Mme la présidente. Le sous-amendement n° II–358, présenté par M. Virapoullé, est ainsi libellé :

I. - Amendement n° II-206

A. - Alinéas 3 et 9

Remplacer les mots :

1er janvier

par les mots :

1er juillet

B. - Alinéas 6 et 7

Rédiger ainsi ces alinéas :

3° Après le deuxième alinéa, il est inséré un alinéa ainsi rédigé :

« Par dérogation aux dispositions du deuxième alinéa, une licence peut être accordée pour la vente au détail du tabac dans les galeries marchandes attenantes à des supermarchés ou des hypermarchés aux personnes ayant la qualité de commerçant qui pratiquaient la vente au détail du tabac à titre principal antérieurement au 1er janvier 2010. » ;

C. - Alinéa 11

Remplacer les mots :

30 juin

par les mots :

31 décembre

D. - Compléter cet amendement par deux alinéas ainsi rédigés :

6° Cet article est complété par un alinéa ainsi rédigé :

« Les conditions d'application du présent article sont définies par décret. »

II. - La perte de recettes résultant du I pour les conseils généraux est compensée à due concurrence par un relèvement de la dotation globale de fonctionnement.

III. - La perte de recettes résultant pour l'État du II est compensée à due concurrence par la création d'une taxe additionnelle aux droits visés aux articles 575 et 575 A du code général des impôts.

La parole est à M. Jean-Paul Virapoullé.

M. Jean-Paul Virapoullé. Je comprends le souci de ma collègue Anne-Marie Payet de lutter contre le tabagisme outre-mer, et j’ajouterai également à ce problème celui de l’alcoolisme.

Voilà quelques années, j’avais fait voter au conseil général de La Réunion un doublement du prix du paquet de cigarettes.
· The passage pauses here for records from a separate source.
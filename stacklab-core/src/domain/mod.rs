//! Domain types: daily records, validated history, weight vectors.

pub mod record;
pub mod weights;

pub use record::{DailyRecord, HistoryError, PriceHistory};
pub use weights::WeightVector;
La consommation avait dans un premier temps baissé de 25 %, avant, malheureusement, de reprendre une courbe ascendante, les habitudes l’emportant sur les sacrifices qu’il faut consentir pour acheter un paquet de cigarettes.

Ce sous-amendement a pour but d’améliorer les conditions d’application de l’amendement que vient de présenter Mme Payet. Il vise tout d’abord à accorder une licence aux personnes qui pratiquaient déjà la vente au détail de tabac à proximité des grandes surfaces ; il donne ensuite au Gouvernement la possibilité de prendre un décret pour mettre en œuvre ce dispositif ; il prévoit enfin de reporter de six mois sa date d’entrée en vigueur, du 1er janvier au 1er juillet 2011.
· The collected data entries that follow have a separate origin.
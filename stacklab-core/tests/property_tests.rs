//! Property tests for engine invariants.
//!
//! Uses proptest to verify:
//! 1. Sum invariant: every allocation sums to 1.0
//! 2. Floor invariant: every weight is at least MIN_W
//! 3. Future uniformity: entries after the as-of index are equal
//! 4. Locking: a longer locked prefix never changes earlier weights
//! 5. Extreme boost continuity and bounded multipliers

use proptest::prelude::*;
use stacklab_core::allocation::allocate;
use stacklab_core::config::NormalizationPolicy;
use stacklab_core::signal::{dynamic_multiplier, extreme_boost, SIGNAL_CLIP};

const MIN_W: f64 = 1e-6;

// ── Strategies (proptest) ────────────────────────────────────────────

/// Multipliers as produced by the composer: exp of a clipped signal.
fn arb_multipliers() -> impl Strategy<Value = Vec<f64>> {
    prop::collection::vec(-SIGNAL_CLIP..SIGNAL_CLIP, 2..400)
        .prop_map(|signals| signals.into_iter().map(f64::exp).collect())
}

fn arb_policy() -> impl Strategy<Value = NormalizationPolicy> {
    prop_oneof![
        (1.0..10.0_f64).prop_map(|max_ratio| NormalizationPolicy::PrefixMean { max_ratio }),
        (1.0..10.0_f64).prop_map(|max_ratio| NormalizationPolicy::Absolute { max_ratio }),
    ]
}

/// Multipliers plus an as-of index inside (or before) the window.
fn arb_window() -> impl Strategy<Value = (Vec<f64>, Option<usize>)> {
    arb_multipliers().prop_flat_map(|m| {
        let n = m.len();
        (Just(m), prop::option::of(0..n))
    })
}

// ── 1-3. Sum, floor and future uniformity ────────────────────────────

proptest! {
    #[test]
    fn allocation_invariants_hold((m, current) in arb_window(), policy in arb_policy()) {
        let w = allocate(&m, current, MIN_W, policy).unwrap();
        prop_assert_eq!(w.len(), m.len());

        let sum: f64 = w.iter().sum();
        prop_assert!((sum - 1.0).abs() < 1e-6, "sum = {}", sum);

        for &x in &w {
            prop_assert!(x >= MIN_W, "weight {} below floor", x);
        }

        let future_start = current.map_or(0, |c| c + 1);
        if let Some(&first) = w[future_start..].first() {
            for &x in &w[future_start..] {
                prop_assert!((x - first).abs() <= 1e-12, "future {} vs {}", x, first);
            }
        }
    }

    #[test]
    fn large_floor_still_sums_to_one((m, current) in arb_window()) {
        let floor = 0.9 / m.len() as f64;
        let w = allocate(&m, current, floor, NormalizationPolicy::default()).unwrap();
        let sum: f64 = w.iter().sum();
        prop_assert!((sum - 1.0).abs() < 1e-6);
        for &x in &w {
            prop_assert!(x >= floor * (1.0 - 1e-12));
        }
    }
}

// ── 4. Locking ───────────────────────────────────────────────────────

proptest! {
    #[test]
    fn later_as_of_never_rewrites_locked_weights(
        m in arb_multipliers(),
        a in 0.0..1.0_f64,
        b in 0.0..1.0_f64,
        policy in arb_policy(),
    ) {
        let n = m.len();
        let (lo, hi) = if a <= b { (a, b) } else { (b, a) };
        let early = ((lo * n as f64) as usize).min(n - 1);
        let late = ((hi * n as f64) as usize).min(n - 1);

        let w1 = allocate(&m, Some(early), MIN_W, policy).unwrap();
        let w2 = allocate(&m, Some(late), MIN_W, policy).unwrap();
        for i in 0..=early {
            prop_assert_eq!(w1[i].to_bits(), w2[i].to_bits(), "day {} moved", i);
        }
    }

    #[test]
    fn locked_weights_ignore_future_multipliers(
        m in arb_multipliers(),
        noise in prop::collection::vec(-SIGNAL_CLIP..SIGNAL_CLIP, 400),
        frac in 0.0..1.0_f64,
    ) {
        let n = m.len();
        let current = ((frac * n as f64) as usize).min(n - 1);
        let mut altered = m.clone();
        for (i, x) in altered.iter_mut().enumerate().skip(current + 1) {
            *x = noise[i].exp();
        }
        let policy = NormalizationPolicy::default();
        let w1 = allocate(&m, Some(current), MIN_W, policy).unwrap();
        let w2 = allocate(&altered, Some(current), MIN_W, policy).unwrap();
        prop_assert_eq!(w1, w2);
    }
}

// ── 5. Boost continuity and multiplier bounds ────────────────────────

proptest! {
    #[test]
    fn boost_has_no_jumps(z in -6.0..6.0_f64) {
        let h = 1e-9;
        let jump = (extreme_boost(z + h) - extreme_boost(z)).abs();
        // Steepest slope is the deep-value quadratic: |1.6 (z + 2)| <= 6.4 on this range.
        prop_assert!(jump < 1e-7, "jump {} at z={}", jump, z);
    }

    #[test]
    fn multiplier_stays_in_exp_bounds(c in -1e6..1e6_f64, s in 0.01..10.0_f64) {
        let m = dynamic_multiplier(c, s);
        prop_assert!(m >= (-SIGNAL_CLIP).exp() && m <= SIGNAL_CLIP.exp());
    }
}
Ce sous-amendement vise à rendre plus cohérent le texte de Mme Payet et à sécuriser l’avenir professionnel des marchands de cigarettes. Car ce ne sont pas des gens qui travaillent au noir ! Ils ont des employés, un chiffre d’affaires, une famille, un revenu, et l’on ne peut pas du jour au lendemain jouer à la loterie avec leur avenir. La cigarette n’a pas été inventée par ces vendeurs, mais par notre société, et sa commercialisation obéit déjà à des règles strictes.

Ce sous-amendement tend donc à adoucir l’application de l’amendement de Mme Payet et, surtout, à donner au Gouvernement quelques mois pour mettre en place les dispositions légales.

Mme la présidente. Le sous-amendement n° II–381, présenté par MM. Lise, Gillot, S. Larcher, Patient, Tuheiava et Antoinette, est ainsi libellé :

Alinéa 3 de l'amendement n° II-206

Compléter cet alinéa par les mots :

et les mots : « accordée au nom du département par le président du conseil général » sont supprimés ;

La parole est à M. Claude Lise.

M. Claude Lise. L’amendement présenté par Mme Payet, dont je peux partager l’objectif en termes de santé publique, pose un problème aux conseils généraux d’outre-mer.

En réalité, il a pour conséquence de rendre effectif un transfert de responsabilités, je dirai même un transfert de compétences, auxdits conseils, lequel s’accompagne inévitablement d’un transfert de charges.

Je rappelle que les conseils généraux d’outre-mer ont expressément marqué leur opposition à ce transfert, qu’ils n’ont pas demandé et qui, au vu des difficultés financières qu’ils connaissent en ce moment, serait vraiment très mal venu.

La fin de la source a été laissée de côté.